Many analysts wonder why Phosa is treasurer-general of the ANC. There are plenty of reasons, but one of them could be this: it’s impossible to manage the finances of the ANC in a properly transparent way, and yet get enough money to run the whole party. Politics is an expensive game in South Africa these days. To get 65% in an election you need R200 million, at least, which is what it cost them the last time. So you need a rainmaker, someone who can get the cash in, and who can be seen as responsible for it. Suddenly Phosa comes across as a natural choice.
There’s another angle at looking at the Chancellor/Hitachi issue, of course. No matter what official statements say, there are now serious divisions among the top six of the ANC. They’re less than halfway through their term, but it does seem it’s not a bunch of happy campers there.
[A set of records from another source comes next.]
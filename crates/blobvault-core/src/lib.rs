//! # blobvault-core: password-based blob encryption
//!
//! Encrypts arbitrary byte buffers under a human password before they leave
//! the machine for the Walrus storage network.
//!
//! ## Scheme
//!
//! - **KDF**: PBKDF2-HMAC-SHA256, 100 000 iterations by default, 16-byte salt
//! - **Cipher**: AES-256-GCM with a 16-byte IV (authenticated, tamper-evident)
//! - **Layout**: `salt(16) || iv(16) || ciphertext || tag(16)`
//!
//! Salt and IV are drawn from the OS CSPRNG on every call, so encrypting the
//! same buffer twice never yields the same blob.
//!
//! ## Example
//!
//! ```rust
//! # fn main() -> Result<(), Box<dyn std::error::Error>> {
//! let blob = blobvault_core::encrypt(b"Hello, Walrus!", "hunter2")?;
//! let plaintext = blobvault_core::decrypt(blob.as_bytes(), "hunter2")?;
//! assert_eq!(plaintext, b"Hello, Walrus!");
//!
//! assert!(blobvault_core::decrypt(blob.as_bytes(), "wrong").is_err());
//! # Ok(())
//! # }
//! ```

pub mod cipher;
pub mod error;

pub use cipher::{
    DEFAULT_ITERATIONS, EncryptedBlob, KdfParams, MIN_ITERATIONS, PasswordCipher, decrypt,
    encrypt,
};
pub use error::{CryptError, CryptResult};
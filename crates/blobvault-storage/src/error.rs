//! Storage error types

use thiserror::Error;

pub type StorageResult<T> = Result<T, StorageError>;

#[derive(Debug, Error)]
pub enum StorageError {
    /// Publisher answered with something other than 200/201
    #[error("Upload rejected ({status}): {message}")]
    Upload { status: u16, message: String },

    #[error("Blob not found: {0}")]
    NotFound(String),

    /// Network failure, timeout, or a non-2xx, non-404 download status
    #[error("Transport error: {message}")]
    Transport {
        status: Option<u16>,
        message: String,
    },

    #[error("Unexpected publisher response: {0}")]
    MalformedResponse(String),

    #[error("Invalid blob id: {0:?}")]
    InvalidBlobId(String),

    #[error("Invalid endpoint URL: {0:?}")]
    InvalidUrl(String),

    #[error("No mirror can serve {0}")]
    NoMirror(&'static str),
}

impl StorageError {
    pub fn transport(message: impl Into<String>) -> Self {
        Self::Transport {
            status: None,
            message: message.into(),
        }
    }

    /// Whether another mirror (or a later manual retry) might succeed
    pub fn is_retryable(&self) -> bool {
        match self {
            Self::Transport { .. } => true,
            Self::Upload { status, .. } => is_retryable_status(*status),
            _ => false,
        }
    }

    /// HTTP status carried by the error, if any
    pub fn status(&self) -> Option<u16> {
        match self {
            Self::Upload { status, .. } => Some(*status),
            Self::Transport { status, .. } => *status,
            Self::NotFound(_) => Some(404),
            _ => None,
        }
    }
}

impl From<reqwest::Error> for StorageError {
    fn from(e: reqwest::Error) -> Self {
        let message = if e.is_timeout() {
            format!("request timed out: {e}")
        } else if e.is_connect() {
            format!("connection failed: {e}")
        } else {
            e.to_string()
        };
        Self::Transport {
            status: e.status().map(|s| s.as_u16()),
            message,
        }
    }
}

/// Upstream error bodies are echoed into errors; keep them readable
pub const MAX_ERROR_BODY: usize = 512;

/// Cap an upstream error body at [`MAX_ERROR_BODY`] bytes
pub fn truncate_body(mut body: String) -> String {
    if body.len() > MAX_ERROR_BODY {
        let mut cut = MAX_ERROR_BODY;
        while !body.is_char_boundary(cut) {
            cut -= 1;
        }
        body.truncate(cut);
        body.push_str("...");
    }
    body
}

/// 5xx, 408 and 429 are worth another mirror; other 4xx are the caller's fault
pub fn is_retryable_status(status: u16) -> bool {
    status >= 500 || status == 408 || status == 429
}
The people who staying silent are the ones who’ll matter, particularly Jacob Zuma, and perhaps, Kgalema Motlanthe. Zuma is probably going to stay out of it, if he can, as he can’t really afford to make an enemy out of either Phosa or Mantashe. And he’s got his hands full just dealing with young Julius at the moment anyway. But don’t be surprised if he starts to get a little testy with Phosa. The treasurer-general appears to be backing the Lion Cub in his disciplinary, and that could make Zuma rather grumpy.
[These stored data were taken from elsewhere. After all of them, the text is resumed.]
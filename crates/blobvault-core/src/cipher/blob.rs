//! Encrypted blob wire layout

use crate::error::{CryptError, CryptResult};

/// Salt length in bytes
pub const SALT_LEN: usize = 16;
/// IV (GCM nonce) length in bytes
pub const IV_LEN: usize = 16;
/// Fixed header preceding the ciphertext
pub const HEADER_LEN: usize = SALT_LEN + IV_LEN;
/// GCM authentication tag appended to the ciphertext
pub const TAG_LEN: usize = 16;

/// Password-encrypted blob as it is stored on the network
///
/// Layout: `salt(16) || iv(16) || ciphertext || tag(16)`. Construction
/// guarantees the buffer is longer than the 32-byte header.
#[derive(Clone, Debug, PartialEq, Eq)]
pub struct EncryptedBlob {
    bytes: Vec<u8>,
}

impl EncryptedBlob {
    /// Assemble a blob from its parts
    pub(crate) fn assemble(salt: &[u8; SALT_LEN], iv: &[u8; IV_LEN], sealed: &[u8]) -> Self {
        let mut bytes = Vec::with_capacity(HEADER_LEN + sealed.len());
        bytes.extend_from_slice(salt);
        bytes.extend_from_slice(iv);
        bytes.extend_from_slice(sealed);
        Self { bytes }
    }

    /// Wrap bytes fetched from storage, checking only the header length
    pub fn from_bytes(bytes: Vec<u8>) -> CryptResult<Self> {
        check_len(&bytes)?;
        Ok(Self { bytes })
    }

    pub fn salt(&self) -> &[u8] {
        &self.bytes[..SALT_LEN]
    }

    pub fn iv(&self) -> &[u8] {
        &self.bytes[SALT_LEN..HEADER_LEN]
    }

    /// Ciphertext including the trailing tag
    pub fn ciphertext(&self) -> &[u8] {
        &self.bytes[HEADER_LEN..]
    }

    pub fn as_bytes(&self) -> &[u8] {
        &self.bytes
    }

    pub fn into_bytes(self) -> Vec<u8> {
        self.bytes
    }

    pub fn len(&self) -> usize {
        self.bytes.len()
    }

    /// Always false; kept for clippy's `len_without_is_empty`
    pub fn is_empty(&self) -> bool {
        self.bytes.is_empty()
    }
}

impl AsRef<[u8]> for EncryptedBlob {
    fn as_ref(&self) -> &[u8] {
        &self.bytes
    }
}

impl TryFrom<Vec<u8>> for EncryptedBlob {
    type Error = CryptError;

    fn try_from(bytes: Vec<u8>) -> CryptResult<Self> {
        Self::from_bytes(bytes)
    }
}

impl From<EncryptedBlob> for Vec<u8> {
    fn from(blob: EncryptedBlob) -> Self {
        blob.bytes
    }
}

pub(crate) fn check_len(bytes: &[u8]) -> CryptResult<()> {
    if bytes.len() <= HEADER_LEN {
        return Err(CryptError::MalformedBlob {
            len: bytes.len(),
            header: HEADER_LEN,
        });
    }
    Ok(())
}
There maybe some good news, however, as Professor Steven Friedman has asserted: “Rivalry within the ANC leadership means we get to hear about things we wouldn’t otherwise.” In fact, he takes it further. He reckons that because of personality clashes like these, sometimes the right decisions are made when they otherwise might not have been. Because if you don’t like something in the ANC, you leak it, and that puts pressure on your enemies. And anyone who reads a Sunday paper in this country knows that leaking is the most fun you can have. You know, it is a game the whole party can play.
How is this movie going to end? It strikes us that this may be one that Phosa will win, for good or for ill. The problem is that the ANC is probably still going to make a fortune from the Hitachi shares, no matter when they divest themselves. And more maddeningly, we’re still no closer to knowing how much the shares cost, or whether they were a freebie. If they were free, gratis, and for nothing, then that’s the real scandal you’re looking at.